Utility giant NextEra Energy has announced its intention to acquire Dominion Energy in a significant deal valued at approximately $67 billion. This proposed merger, revealed on Monday, May 18, 2026, aims to create the largest electricity producer in the United States. The transaction is subject to approvals from both federal and state regulatory bodies, including those in Virginia, North Carolina, and South Carolina, where Dominion Energy currently operates.
The merger occurs at a critical juncture for the energy sector, marked by a surge in electricity demand and escalating prices. The burgeoning expansion of AI data centers is a primary driver of this increased demand, intensifying concerns over the affordability of electricity for consumers.
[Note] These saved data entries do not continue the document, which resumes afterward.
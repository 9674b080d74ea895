use percent_encoding::percent_decode_str;
use std::fmt;
use uuid::Uuid;

pub const CSRF_COOKIE: &str = "csrftoken";
pub const CSRF_HEADER: &str = "X-CSRF-Token";

/// Looks up `name` in a `Cookie`-style string (`a=1; b=2`).
///
/// Each segment is split at its first `=`; the value is percent-decoded.
pub fn get_cookie(cookies: &str, name: &str) -> Option<String> {
    cookies.split(';').find_map(|segment| {
        let (key, value) = segment.trim().split_once('=')?;
        (key == name).then(|| percent_decode_str(value).decode_utf8_lossy().into_owned())
    })
}

/// Anti-forgery token attached to every state-changing request.
#[derive(Clone, PartialEq, Eq)]
pub struct CsrfToken(String);

impl CsrfToken {
    pub fn new(token: impl Into<String>) -> Self {
        Self(token.into())
    }

    /// Fresh random token for a client that has none yet.
    pub fn generate() -> Self {
        Self(Uuid::new_v4().simple().to_string())
    }

    pub fn from_cookies(cookies: &str) -> Option<Self> {
        get_cookie(cookies, CSRF_COOKIE)
            .filter(|value| !value.is_empty())
            .map(Self)
    }

    pub fn as_str(&self) -> &str {
        &self.0
    }
}

impl fmt::Debug for CsrfToken {
    fn fmt(&self, f: &mut fmt::Formatter<'_>) -> fmt::Result {
        f.write_str("CsrfToken(..)")
    }
}
//! Worker error types.

use thiserror::Error;

pub type WorkerResult<T> = Result<T, WorkerError>;

#[derive(Debug, Error)]
pub enum WorkerError {
    #[error("Invalid arguments: {0}")]
    InvalidArguments(String),

    #[error("Configuration error: {0}")]
    ConfigError(String),

    #[error("Ledger error: {0}")]
    Ledger(String),

    #[error("Record not found: {0}")]
    RecordNotFound(String),

    #[error("No free key left in range")]
    KeySpaceExhausted,

    #[error("Media error: {0}")]
    Media(#[from] mghost_media::MediaError),

    #[error("Model error: {0}")]
    Model(#[from] mghost_models::ModelError),

    #[error("JSON error: {0}")]
    Json(#[from] serde_json::Error),

    #[error("IO error: {0}")]
    Io(#[from] std::io::Error),
}

impl WorkerError {
    pub fn invalid_arguments(msg: impl Into<String>) -> Self {
        Self::InvalidArguments(msg.into())
    }

    pub fn config_error(msg: impl Into<String>) -> Self {
        Self::ConfigError(msg.into())
    }

    pub fn ledger(msg: impl Into<String>) -> Self {
        Self::Ledger(msg.into())
    }

    /// Errors caused by the caller's input rather than the environment.
    pub fn is_user_error(&self) -> bool {
        matches!(
            self,
            WorkerError::InvalidArguments(_)
                | WorkerError::RecordNotFound(_)
                | WorkerError::Json(_)
                | WorkerError::Model(_)
        )
    }
}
Darrell West, a senior fellow at the Brookings Institution's Center for Technology Innovation, expressed a common apprehension: "Anytime there's a merger there's a worry consumers might face raising rates." This sentiment highlights the potential impact on household and business utility bills.
Residential electricity rates have seen a notable increase, rising 7.4% in February compared to the previous year, according to the Energy Information Administration. In Virginia, the situation is more pronounced, with rates climbing 12.2%. These rising costs have captured the attention of policymakers, including Virginia Governor Abigail Spanberger, who has pledged to lower electricity expenses and recently signed legislation to hold data centers accountable for their electricity consumption.
NextEra Energy's leadership, however, projects a different outcome. John Ketchum, CEO of NextEra Energy, stated in a press release that the combined entity's larger scale and operational efficiencies are expected to result in "more affordable electricity for our customers in the long run." As part of its proposal, NextEra is offering Dominion Energy customers in Virginia, North Carolina, and South Carolina $2.25 billion in bill credits spread over two years.
Despite these assurances, critics remain skeptical. Shelby Green, a research and communications manager for the Energy and Policy Institute, voiced concerns that customers could ultimately face higher rates. Green pointed to a past merger involving NextEra Energy, suggesting a precedent for increased costs for consumers. "Families and small businesses can expect to pay more in their utility bill and that's a major concern if this acquisition goes through," Green stated.
In response to these concerns, NextEra provided an email statement detailing its acquisition of Gulf Power in Northwest Florida in 2019. The company asserted that customers of Gulf Power are currently paying 19% less for electricity, after adjusting for inflation, compared to before the acquisition. NextEra also emphasized that both it and Dominion operate under distinct state-specific rates and regulations, which would continue to apply post-merger.
The complexity of electricity pricing is further compounded by factors beyond the size of utility companies. The increasing frequency of natural disasters damaging power grids and the rising cost of equipment for repairs contribute significantly to customer expenses. Climate change exacerbates this issue by increasing the likelihood of extreme weather events.
Projections regarding the future demand from AI data centers vary widely. One forecast suggests that data centers could account for 16% of all U.S. power consumption by 2030, while a more conservative estimate places this figure below 7%. This uncertainty poses a challenge for energy providers in planning necessary infrastructure.
NextEra anticipates that the merger process, including regulatory reviews, will take between 12 and 18 months to finalize. The outcome of this significant consolidation will be closely watched by consumers, policymakers, and industry observers alike, particularly concerning its impact on electricity affordability.